Mercurial > repos > iuc > data_manager_qiime_database_downloader

#!/usr/bin/env python
# Data manager for reference data for the QIIME Galaxy tools

import argparse
import ftplib
import json
import os
import tarfile
import zipfile

import requests


protocol = {
    "unite": "http",
    "greengenes": "ftp",
    "silva": "http",
    "img": "ftp"
}
baseUrl = {
    "unite": "http://unite.ut.ee/sh_files/sh_qiime_release_",
    "greengenes": "greengenes.microbio.me",
    "silva": "http://www.arb-silva.de/fileadmin/silva_databases/qiime/Silva_",
    "img": "ftp.microbio.me"
}
ftp_dir = {
    "greengenes": "/greengenes_release/gg_",
    "img": ""
}
ftp_file_prefix = {
    "greengenes": "gg_",
    "img": ""
}
ftp_file_suffix = {
    "greengenes": "_otus",
    "img": ""
}
extension = {
    "unite": "zip",
    "greengenes": "tar.gz",
    "silva": {
        "104_release": "tgz",
        "108_release": "tgz",
        "108_release_curated": "tgz",
        "111_release": "tgz",
        "119_consensus_majority_taxonomy": "zip",
        "119_release": "zip",
        "119_release_aligned_rep_files": "tar.gz",
        "123_release": "zip",
        "128_release": "tgz"},
    "img": "tgz"
}
filetypes = ["rep_set", "rep_set_aligned", "taxonomy", "trees"]


# Utility functions for interacting with Galaxy JSON
def read_input_json(jsonfile):
    """Read the JSON supplied from the data manager tool

    Returns a tuple (param_dict,extra_files_path)

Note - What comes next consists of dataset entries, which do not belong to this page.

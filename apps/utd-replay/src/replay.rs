//! Feeding JSON-lines timeline events into a tracker runtime and printing reports.

use std::{io, sync::Arc};

use thiserror::Error;
use tokio::io::{AsyncBufRead, AsyncBufReadExt, AsyncWrite, AsyncWriteExt};
use tracing::{debug, warn};
use utd_core::{DecryptedEvent, ReportStream, TrackerChannelError, TrackerCommand};
use utd_platform::{JsonFileReportedEventStore, ReportedEventStore, ReportedEventStoreError};
use utd_runtime::{TrackerRuntimeHandle, spawn_runtime};

use crate::config::ReplayConfig;

#[derive(Debug, Error)]
pub enum ReplayError {
    #[error("replay i/o failed: {0}")]
    Io(#[from] io::Error),
    #[error(transparent)]
    Runtime(#[from] TrackerChannelError),
    #[error("failed opening reported-event store: {0}")]
    Store(#[from] ReportedEventStoreError),
}

/// Counters for one pass over the input.
#[derive(Debug, Clone, Copy, Default, PartialEq, Eq)]
pub struct ReplaySummary {
    /// Lines forwarded to the tracker.
    pub observed: usize,
    /// Lines skipped because they were not a JSON event object.
    pub malformed: usize,
    /// Reports written to the output.
    pub reported: usize,
}

/// Replay `reader` through a fresh runtime and write its reports to `writer`.
///
/// Returns once the runtime has exited and every report has been written.
pub async fn run_replay<R, W>(
    config: &ReplayConfig,
    reader: R,
    writer: W,
) -> Result<ReplaySummary, ReplayError>
where
    R: AsyncBufRead + Unpin,
    W: AsyncWrite + Unpin,
{
    let store = match &config.reported_store {
        Some(path) => {
            Some(Arc::new(JsonFileReportedEventStore::open(path)?) as Arc<dyn ReportedEventStore>)
        }
        None => None,
    };
    let (handle, reports) = spawn_runtime(config.runtime, store);

    let feeding = async move {
        let fed = match feed_events(reader, &handle).await {
            Ok(summary) => drain(config, &handle).await.map(|()| summary),
            Err(err) => Err(err),
        };
        // Closing the command channel lets the runtime finish queued commands and exit.
        drop(handle);
        fed
    };
    let (fed, written) = tokio::join!(feeding, write_reports(reports, writer));

    let mut summary = fed?;
    summary.reported = written?;
    Ok(summary)
}

/// Classify every non-blank line of `reader` and forward it to the runtime.
pub async fn feed_events<R>(
    reader: R,
    handle: &TrackerRuntimeHandle,
) -> Result<ReplaySummary, ReplayError>
where
    R: AsyncBufRead + Unpin,
{
    let mut summary = ReplaySummary::default();
    let mut lines = reader.lines();
    let mut line_no = 0_usize;

    while let Some(line) = lines.next_line().await? {
        line_no += 1;
        if line.trim().is_empty() {
            continue;
        }

        match DecryptedEvent::from_timeline_json(&line) {
            Ok(event) => {
                handle.send(TrackerCommand::Observe(event)).await?;
                summary.observed += 1;
            }
            Err(err) => {
                warn!(line = line_no, error = %err, "skipping malformed timeline event");
                summary.malformed += 1;
            }
        }
    }

    debug!(
        observed = summary.observed,
        malformed = summary.malformed,
        "finished reading timeline events"
    );
    Ok(summary)
}

/// Give outstanding failures a chance to be reported before shutting down.
async fn drain(config: &ReplayConfig, handle: &TrackerRuntimeHandle) -> Result<(), ReplayError> {
    if config.flush_on_eof {
        handle
            .send(TrackerCommand::Flush { now_ms: u64::MAX })
            .await?;
        return Ok(());
    }

    let settle = config.settle_window();
    warn!(
        settle_ms = settle.as_millis() as u64,
        "flush on EOF disabled; waiting for timers to report"
    );
    tokio::time::sleep(settle).await;
    Ok(())
}

/// Write each reported failure to `writer` as one JSON line.
///
/// Returns the number of reports written once the report stream closes.
pub async fn write_reports<W>(mut reports: ReportStream, mut writer: W) -> io::Result<usize>
where
    W: AsyncWrite + Unpin,
{
    let mut written = 0;
    while let Some(failure) = reports.recv().await {
        let mut encoded = serde_json::to_vec(&failure).map_err(io::Error::other)?;
        encoded.push(b'\n');
        writer.write_all(&encoded).await?;
        written += 1;
    }

    writer.flush().await?;
    Ok(written)
}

    'param_dict' is an arbitrary dictionary of parameters
    input into the tool; 'extra_files_path' is the path
    to a directory where output files must be put for the
    receiving data manager to pick them up.

    NB the directory pointed to by 'extra_files_path'
    doesn't exist initially, it is the job of the script
    to create it if necessary.

    """
    params = json.loads(open(jsonfile).read())
    return (params['param_dict'],
            params['output_data'][0]['extra_files_path'])

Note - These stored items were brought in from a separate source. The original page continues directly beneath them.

use serde::{Deserialize, Serialize};
use thiserror::Error;

/// Broad error category used by callers to decide how to surface a failure.
#[derive(Debug, Clone, Copy, Serialize, Deserialize, PartialEq, Eq)]
pub enum TrackerErrorCategory {
    /// The caller handed the tracker an observation that breaks its contract.
    InvalidInput,
    /// Serialization/deserialization failure.
    Serialization,
}

/// Stable error payload emitted across the command/event boundary.
#[derive(Debug, Clone, Serialize, Deserialize, PartialEq, Eq, Error)]
#[error("{category:?}:{code}: {message}")]
pub struct TrackerError {
    /// High-level error category.
    pub category: TrackerErrorCategory,
    /// Stable machine-readable error code.
    pub code: String,
    /// Human-readable message.
    pub message: String,
}

impl TrackerError {
    /// Construct a new tracker error.
    pub fn new(
        category: TrackerErrorCategory,
        code: impl Into<String>,
        message: impl Into<String>,
    ) -> Self {
        Self {
            category,
            code: code.into(),
            message: message.into(),
        }
    }

    /// Build the standard error for an observation that carries no event ID.
    pub fn missing_event_id() -> Self {
        Self::new(
            TrackerErrorCategory::InvalidInput,
            "missing_event_id",
            "decryption observation has no event identifier",
        )
    }

    /// Build a standard error for a timeline event payload that could not be read.
    pub fn malformed_event(reason: impl std::fmt::Display) -> Self {
        Self::new(
            TrackerErrorCategory::Serialization,
            "malformed_event",
            format!("timeline event could not be decoded: {reason}"),
        )
    }
}

impl From<serde_json::Error> for TrackerError {
    fn from(err: serde_json::Error) -> Self {
        Self::malformed_event(err)
    }
}

#[cfg(test)]
mod tests {
    use super::*;

    #[test]
    fn keeps_missing_event_id_code_stable() {
        let err = TrackerError::missing_event_id();
        assert_eq!(err.code, "missing_event_id");
        assert_eq!(err.category, TrackerErrorCategory::InvalidInput);
    }

    #[test]
    fn formats_category_code_and_message() {
        let err = TrackerError::new(TrackerErrorCategory::InvalidInput, "bad_id", "empty id");
        assert_eq!(err.to_string(), "InvalidInput:bad_id: empty id");
    }

    #[test]
    fn maps_json_errors_to_serialization_category() {
        let json_err = serde_json::from_str::<serde_json::Value>("{not json")
            .expect_err("input is not valid json");
        let err = TrackerError::from(json_err);
        assert_eq!(err.category, TrackerErrorCategory::Serialization);
        assert_eq!(err.code, "malformed_event");
    }
}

# Utility functions for creating data table dictionaries
#
# Example usage:
# >>> d = create_data_tables_dict()
# >>> add_data_table(d,'my_data')
# >>> add_data_table_entry(dict(dbkey='hg19',value='human'))
# >>> add_data_table_entry(dict(dbkey='mm9',value='mouse'))
# >>> print str(json.dumps(d))
def create_data_tables_dict():
    """Return a dictionary for storing data table information

    Returns a dictionary that can be used with 'add_data_table'
    and 'add_data_table_entry' to store information about a
    data table. It can be converted to JSON to be sent back to
    the data manager.

    """
    d = {}
    d['data_tables'] = {}
    return d


def add_data_table(d, table):
    """Add a data table to the data tables dictionary

    Creates a placeholder for a data table called 'table'.

    """
    d['data_tables'][table] = []


def add_data_table_entry(d, table, entry):
    """Add an entry to a data table

    Appends an entry to the data table 'table'. 'entry'
    should be a dictionary where the keys are the names of
    columns in the data table.

    Raises an exception if the named data table doesn't
    exist.

    """
    try:
        d['data_tables'][table].append(entry)
    except KeyError:
        raise Exception("add_data_table_entry: no table '%s'" % table)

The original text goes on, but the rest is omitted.